Wednesday, July 15, 2009

Downstream of Time

Wednesday morning, and I just finished the last papers for tonight’s class and I have to prepare the class a little later, but I am at this moment tremulous with hope– hope that this high pressure, stressful period is actually ending. Andy has moved his office, although we still have a lot of his stuff in the back hall waiting to go to the basement. My mom has been visited, and now I’m thinking of bringing her up while Joel is here. I’ve got all three books in–more work to come on them, but the Big Pushes are over. The weather is pleasant , and while teaching isn’t over, with less going on, I can enjoy it.

In the garden I’ve been layering newsprint and salt hay, and for some reason that makes the garden seem far less weedy than when I’ve done the actual veggie patches first: maybe it’s that I can sit, kneel comfortably and weed a small patch at a time. Or maybe it’s just that the weather is so perfect, dry air and sun, heat moderate.

So what's wrong today? Surely something. My left wrist hurts from some twist I gave it. But I trust that will resolve itself eventually.

I have been thinking a lot since Joel graduated from college and plunged into his life, getting engaged, moving to the West Coast– about what is different now, on this side of life. There’s the loss of biological optimism--the youthful belief that however upset, bereft you are, the future hasn’t come yet. Young people who lose this often kill themselves.

Well, over on this side, the future is here, no longer imminent but immanent– and what does that imply? You aren’t at the pinnacle you thought you were climbing. Does that mean you've I failed? Is this an edifying question? Probably not. Most global pronouncements like that are unedifying. You're less special, more one of the crowd than you had thought, and I find this comforting: I'm not as lonely as I was as a girl.

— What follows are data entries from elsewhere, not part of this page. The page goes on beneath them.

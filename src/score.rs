/*
Scoring and deadline-feasibility logic.
Module was independently written from HTTP / storage for testing.
*/

use chrono::{DateTime, Utc};

use crate::models::{Priority, Task};
use crate::slots::{self, WorkingHours};

pub const DEFAULT_DURATION_MIN: i64 = 60;

pub fn estimated_duration(task: &Task) -> i64 {
    task.duration_min.unwrap_or(DEFAULT_DURATION_MIN)
}

// urgency (0..10):
// overdue -> 10
// <1 day: 8, 1-<3: 6, 3-<7: 4, 7-<14: 2, >=14: 1
// no due date -> 0
pub fn urgency_score(due_at: Option<DateTime<Utc>>, now: DateTime<Utc>) -> i64 {
    let Some(due) = due_at else {
        return 0;
    };
    if due < now {
        return 10;
    }
    let days = (due - now).num_days();
    if days < 1 {
        8
    } else if days < 3 {
        6
    } else if days < 7 {
        4
    } else if days < 14 {
        2
    } else {
        1
    }
}

// Combined score used both for placement order (descending) and, by default,
// for deciding which of two colliding tasks yields.
pub fn task_score(task: &Task, now: DateTime<Utc>) -> i64 {
    task.priority.weight() * 10 + urgency_score(task.due_at, now)
}

// A Medium/High task ending after its due date fights for earlier slots even
// against higher-scored tasks. Low never qualifies; Urgent relies on plain
// priority ordering instead.
pub fn is_deadline_critical(task: &Task, candidate_end: DateTime<Utc>) -> bool {
    matches!(task.priority, Priority::Medium | Priority::High)
        && task.due_at.map(|due| candidate_end > due).unwrap_or(false)
}

// Whether the task's full duration still fits into working hours between
// `from` and its due date. Without a due date there is nothing to miss.
pub fn fits_before_due(task: &Task, from: DateTime<Utc>, hours: &WorkingHours) -> bool {
    match task.due_at {
        Some(due) => slots::working_minutes_between(from, due, hours) >= estimated_duration(task),
        None => true,
    }
}

#[cfg(test)]
mod tests {
    use super::*;
    use chrono::{Duration, TimeZone};
    use uuid::Uuid;

    fn at(day: u32, hour: u32, min: u32) -> DateTime<Utc> {
        Utc.with_ymd_and_hms(2026, 3, day, hour, min, 0).unwrap()
    }

    fn task(priority: Priority, due_at: Option<DateTime<Utc>>, duration_min: Option<i64>) -> Task {
        Task {
            id: Uuid::from_u128(1),
            title: "t".to_string(),
            priority,
            due_at,
            duration_min,
            scheduled_start: None,
            scheduled_end: None,
            created_at: at(1, 0, 0),
            tags: None,
            notes: None,
        }
    }

    #[test]
    fn urgency_buckets() {
        let now = at(2, 8, 0);
        assert_eq!(urgency_score(Some(now - Duration::minutes(1)), now), 10);
        assert_eq!(urgency_score(Some(now + Duration::hours(5)), now), 8);
        assert_eq!(urgency_score(Some(now + Duration::days(2)), now), 6);
        assert_eq!(urgency_score(Some(now + Duration::days(3)), now), 4);
        assert_eq!(urgency_score(Some(now + Duration::days(10)), now), 2);
        assert_eq!(urgency_score(Some(now + Duration::days(30)), now), 1);
        assert_eq!(urgency_score(None, now), 0);
    }

    #[test]
    fn score_combines_priority_and_urgency() {
        let now = at(2, 8, 0);
        let due_soon = Some(now + Duration::hours(3));
        assert_eq!(task_score(&task(Priority::Urgent, None, None), now), 40);
        assert_eq!(task_score(&task(Priority::Medium, due_soon, None), now), 28);
        assert_eq!(task_score(&task(Priority::Low, due_soon, None), now), 18);
        // An overdue Medium exactly ties a dateless High at 30; the tie is
        // settled downstream by the due-date ordering, not by the score.
        let overdue = Some(now - Duration::hours(1));
        assert_eq!(task_score(&task(Priority::Medium, overdue, None), now), 30);
        assert_eq!(task_score(&task(Priority::High, None, None), now), 30);
        // Any due date at all nudges the High back ahead.
        let far_due = Some(now + Duration::days(30));
        assert!(
            task_score(&task(Priority::High, far_due, None), now)
                > task_score(&task(Priority::Medium, overdue, None), now)
        );
    }

    #[test]
    fn criticality_needs_medium_or_high_past_due() {
        let due = at(2, 13, 0);
        let late = at(2, 14, 0);
        let on_time = at(2, 13, 0);

        assert!(is_deadline_critical(&task(Priority::Medium, Some(due), None), late));
        assert!(is_deadline_critical(&task(Priority::High, Some(due), None), late));
        assert!(!is_deadline_critical(&task(Priority::Low, Some(due), None), late));
        assert!(!is_deadline_critical(&task(Priority::Urgent, Some(due), None), late));
        // Ending exactly at the due date is still on time.
        assert!(!is_deadline_critical(&task(Priority::Medium, Some(due), None), on_time));
        assert!(!is_deadline_critical(&task(Priority::Medium, None, None), late));
    }

    #[test]
    fn fits_before_due_counts_working_minutes() {
        let hours = WorkingHours::new(9, 17);
        // Due 13:00, pushed to 11:00 -> 120 working minutes left.
        let t = task(Priority::Medium, Some(at(2, 13, 0)), Some(120));
        assert!(fits_before_due(&t, at(2, 11, 0), &hours));
        assert!(!fits_before_due(&t, at(2, 11, 30), &hours));
    }

    #[test]
    fn fits_before_due_spans_overnight() {
        let hours = WorkingHours::new(9, 17);
        // Due next day 10:00, pushed to 16:00 -> 60 + 60 working minutes left.
        let t = task(Priority::High, Some(at(3, 10, 0)), Some(120));
        assert!(fits_before_due(&t, at(2, 16, 0), &hours));
        let longer = task(Priority::High, Some(at(3, 10, 0)), Some(121));
        assert!(!fits_before_due(&longer, at(2, 16, 0), &hours));
    }

    #[test]
    fn no_due_date_always_fits() {
        let hours = WorkingHours::new(9, 17);
        let t = task(Priority::High, None, Some(480));
        assert!(fits_before_due(&t, at(2, 16, 59), &hours));
    }

    #[test]
    fn default_duration_is_an_hour() {
        assert_eq!(estimated_duration(&task(Priority::Low, None, None)), 60);
        assert_eq!(estimated_duration(&task(Priority::Low, None, Some(90))), 90);
    }
}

Other changes in me:I have come to admire the practical people. I was seduced for forty years or so by rhetoric, by visions of Big Change. But now I find myself impressed by people who have actually made concrete things happen– the ones who have ideals but focus on doing something here and now. Who cut deals. It makes me a little sad: not my admiration, but the loss of perfect righteousness.

Of course single payer health care is the only rational health care system! But won’t more people be healthier with a better system, even if still a ridiculously irrational system?

I picked my first little pepper, a mucho nacho jalapeno. Beans are coming in. Cukes and tomatoes forming!